● WHAT YOU WILL DO
Wherever "axum" appears in the records below, copy the line that holds it.

▼▼▼

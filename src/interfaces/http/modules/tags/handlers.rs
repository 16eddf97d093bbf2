//! Tag catalog and course tagging

use axum::extract::{Path, Query, State};
use axum::Extension;

use super::dto::{AttachTagsRequest, CreateTagRequest, PopularTagsParams};
use crate::application::services::tags::TagWithCount;
use crate::application::AppServices;
use crate::infrastructure::database::entities::{course, tag};
use crate::interfaces::http::common::{created, ok, ApiResult, CreatedResult, EmptyData, ValidatedJson};
use crate::interfaces::http::middleware::AuthenticatedUser;

#[utoipa::path(
    get,
    path = "/api/v1/tags",
    tag = "Tags",
    responses((status = 200, description = "All tags with course counts"))
)]
pub async fn list_tags(State(app): State<AppServices>) -> ApiResult<Vec<TagWithCount>> {
    ok(app.tags.list().await?)
}

#[utoipa::path(
    get,
    path = "/api/v1/tags/popular",
    tag = "Tags",
    params(PopularTagsParams),
    responses((status = 200, description = "Most used tags first"))
)]
pub async fn popular_tags(
    State(app): State<AppServices>,
    Query(params): Query<PopularTagsParams>,
) -> ApiResult<Vec<TagWithCount>> {
    ok(app.tags.popular(params.limit.clamp(1, 100)).await?)
}

#[utoipa::path(
    get,
    path = "/api/v1/courses/by-tag/{slug}",
    tag = "Tags",
    params(("slug" = String, Path, description = "Tag slug")),
    responses((status = 200, description = "Courses carrying the tag"))
)]
pub async fn courses_by_tag(
    State(app): State<AppServices>,
    Path(slug): Path<String>,
) -> ApiResult<Vec<course::Model>> {
    ok(app.tags.courses_by_tag(&slug).await?)
}

#[utoipa::path(
    post,
    path = "/api/v1/tags",
    tag = "Tags",
    security(("bearer_auth" = [])),
    request_body = CreateTagRequest,
    responses(
        (status = 201, description = "Tag created"),
        (status = 409, description = "Tag exists")
    )
)]
pub async fn create_tag(
    State(app): State<AppServices>,
    Extension(user): Extension<AuthenticatedUser>,
    ValidatedJson(req): ValidatedJson<CreateTagRequest>,
) -> CreatedResult<tag::Model> {
    created(app.tags.create(&user.actor(), &req.name).await?)
}

#[utoipa::path(
    delete,
    path = "/api/v1/tags/{id}",
    tag = "Tags",
    security(("bearer_auth" = [])),
    params(("id" = String, Path, description = "Tag ID")),
    responses((status = 200, description = "Tag deleted"))
)]
pub async fn delete_tag(
    State(app): State<AppServices>,
    Extension(user): Extension<AuthenticatedUser>,
    Path(id): Path<String>,
) -> ApiResult<EmptyData> {
    app.tags.delete(&user.actor(), &id).await?;
    ok(EmptyData {})
}

#[utoipa::path(
    get,
    path = "/api/v1/courses/{id}/tags",
    tag = "Tags",
    params(("id" = String, Path, description = "Course ID")),
    responses((status = 200, description = "Tags of the course"))
)]
pub async fn course_tags(State(app): State<AppServices>, Path(id): Path<String>) -> ApiResult<Vec<tag::Model>> {
    ok(app.tags.course_tags(&id).await?)
}

#[utoipa::path(
    post,
    path = "/api/v1/courses/{id}/tags",
    tag = "Tags",
    security(("bearer_auth" = [])),
    params(("id" = String, Path, description = "Course ID")),
    request_body = AttachTagsRequest,
    responses((status = 200, description = "Tags now on the course"))
)]
pub async fn attach_tags(
    State(app): State<AppServices>,
    Extension(user): Extension<AuthenticatedUser>,
    Path(id): Path<String>,
    ValidatedJson(req): ValidatedJson<AttachTagsRequest>,
) -> ApiResult<Vec<tag::Model>> {
    ok(app.tags.attach(&user.actor(), &id, &req.names).await?)
}

#[utoipa::path(
    delete,
    path = "/api/v1/courses/{id}/tags/{tag_id}",
    tag = "Tags",
    security(("bearer_auth" = [])),
    params(
        ("id" = String, Path, description = "Course ID"),
        ("tag_id" = String, Path, description = "Tag ID")
    ),
    responses((status = 200, description = "Tag removed from the course"))
)]
pub async fn detach_tag(
    State(app): State<AppServices>,
    Extension(user): Extension<AuthenticatedUser>,
    Path((id, tag_id)): Path<(String, String)>,
) -> ApiResult<EmptyData> {
    app.tags.detach(&user.actor(), &id, &tag_id).await?;
    ok(EmptyData {})
}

▲▲▲

● RESPONSE
use axum::extract::{Path, Query, State};
use axum::Extension;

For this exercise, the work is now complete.